Saved data entries
* * * * * * * * *

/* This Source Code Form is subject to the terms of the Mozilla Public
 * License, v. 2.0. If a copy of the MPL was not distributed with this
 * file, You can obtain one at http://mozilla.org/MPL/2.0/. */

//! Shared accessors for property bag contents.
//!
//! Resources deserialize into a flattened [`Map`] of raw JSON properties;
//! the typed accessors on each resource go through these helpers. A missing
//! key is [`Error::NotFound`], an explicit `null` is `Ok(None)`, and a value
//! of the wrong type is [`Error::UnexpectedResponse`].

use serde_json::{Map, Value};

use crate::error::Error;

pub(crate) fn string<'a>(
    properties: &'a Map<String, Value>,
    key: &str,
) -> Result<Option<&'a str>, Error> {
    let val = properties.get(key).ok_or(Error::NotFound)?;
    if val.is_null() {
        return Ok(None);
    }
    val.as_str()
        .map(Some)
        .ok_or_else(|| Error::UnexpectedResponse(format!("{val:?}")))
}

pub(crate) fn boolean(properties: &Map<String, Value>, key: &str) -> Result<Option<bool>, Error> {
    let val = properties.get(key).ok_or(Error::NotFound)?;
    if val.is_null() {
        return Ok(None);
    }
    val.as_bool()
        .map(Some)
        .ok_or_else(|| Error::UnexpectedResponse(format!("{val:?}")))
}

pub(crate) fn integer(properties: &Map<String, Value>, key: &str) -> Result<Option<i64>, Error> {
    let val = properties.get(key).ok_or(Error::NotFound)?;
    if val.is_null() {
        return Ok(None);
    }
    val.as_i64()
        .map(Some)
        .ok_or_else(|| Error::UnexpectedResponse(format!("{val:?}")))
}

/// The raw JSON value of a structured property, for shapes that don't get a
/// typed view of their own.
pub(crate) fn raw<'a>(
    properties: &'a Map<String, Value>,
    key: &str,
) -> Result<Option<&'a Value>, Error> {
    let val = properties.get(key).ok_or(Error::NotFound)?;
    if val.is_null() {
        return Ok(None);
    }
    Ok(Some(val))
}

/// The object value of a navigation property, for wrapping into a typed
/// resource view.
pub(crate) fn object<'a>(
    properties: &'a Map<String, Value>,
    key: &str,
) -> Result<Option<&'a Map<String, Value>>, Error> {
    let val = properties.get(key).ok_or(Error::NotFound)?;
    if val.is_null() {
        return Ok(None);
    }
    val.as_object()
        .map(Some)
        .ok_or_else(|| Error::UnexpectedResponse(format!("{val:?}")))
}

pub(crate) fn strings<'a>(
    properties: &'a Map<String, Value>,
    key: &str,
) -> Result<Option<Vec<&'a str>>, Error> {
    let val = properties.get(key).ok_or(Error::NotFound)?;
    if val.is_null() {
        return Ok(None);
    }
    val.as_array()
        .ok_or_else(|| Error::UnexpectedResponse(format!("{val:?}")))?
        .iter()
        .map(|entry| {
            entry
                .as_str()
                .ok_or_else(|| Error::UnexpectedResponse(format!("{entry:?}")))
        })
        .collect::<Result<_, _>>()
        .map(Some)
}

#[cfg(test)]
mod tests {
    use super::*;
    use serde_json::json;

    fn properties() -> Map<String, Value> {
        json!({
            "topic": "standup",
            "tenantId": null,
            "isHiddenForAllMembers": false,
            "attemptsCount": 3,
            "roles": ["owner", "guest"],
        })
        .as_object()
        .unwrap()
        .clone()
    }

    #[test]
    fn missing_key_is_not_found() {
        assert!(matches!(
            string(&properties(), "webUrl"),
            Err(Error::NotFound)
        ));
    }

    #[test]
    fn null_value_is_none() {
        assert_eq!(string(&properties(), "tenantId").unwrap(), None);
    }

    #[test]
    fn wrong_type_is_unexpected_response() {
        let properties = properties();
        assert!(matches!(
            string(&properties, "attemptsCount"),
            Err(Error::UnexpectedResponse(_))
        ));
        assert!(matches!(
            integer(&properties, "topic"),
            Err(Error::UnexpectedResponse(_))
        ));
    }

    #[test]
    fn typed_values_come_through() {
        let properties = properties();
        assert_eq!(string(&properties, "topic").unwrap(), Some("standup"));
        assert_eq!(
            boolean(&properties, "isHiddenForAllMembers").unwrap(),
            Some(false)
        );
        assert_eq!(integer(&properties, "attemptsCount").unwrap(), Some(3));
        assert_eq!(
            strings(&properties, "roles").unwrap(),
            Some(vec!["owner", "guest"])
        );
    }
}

* * * * * * * * *

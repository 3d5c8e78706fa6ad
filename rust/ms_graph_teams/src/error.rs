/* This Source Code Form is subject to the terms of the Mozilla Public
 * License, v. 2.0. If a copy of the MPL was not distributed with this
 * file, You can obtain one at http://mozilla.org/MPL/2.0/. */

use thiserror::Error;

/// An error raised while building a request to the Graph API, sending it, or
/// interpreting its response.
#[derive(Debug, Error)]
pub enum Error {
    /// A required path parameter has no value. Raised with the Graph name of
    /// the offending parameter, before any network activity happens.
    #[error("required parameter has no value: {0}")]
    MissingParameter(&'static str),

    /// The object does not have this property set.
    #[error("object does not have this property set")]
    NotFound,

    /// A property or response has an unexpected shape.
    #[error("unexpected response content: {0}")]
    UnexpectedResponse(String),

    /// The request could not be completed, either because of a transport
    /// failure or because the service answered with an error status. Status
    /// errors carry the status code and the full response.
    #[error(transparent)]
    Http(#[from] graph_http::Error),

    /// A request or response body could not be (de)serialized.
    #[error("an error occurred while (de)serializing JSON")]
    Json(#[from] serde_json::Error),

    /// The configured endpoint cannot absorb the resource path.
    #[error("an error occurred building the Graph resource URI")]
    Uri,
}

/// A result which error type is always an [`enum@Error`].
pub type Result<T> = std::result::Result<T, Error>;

* * * * * * * * *

→ **TASK STATEMENT**: From the entries, report each line that includes the word "with".

→ **OUTPUT**:
 * License, v. 2.0. If a copy of the MPL was not distributed with this
 * License, v. 2.0. If a copy of the MPL was not distributed with this
    /// A required path parameter has no value. Raised with the Graph name of
    /// failure or because the service answered with an error status. Status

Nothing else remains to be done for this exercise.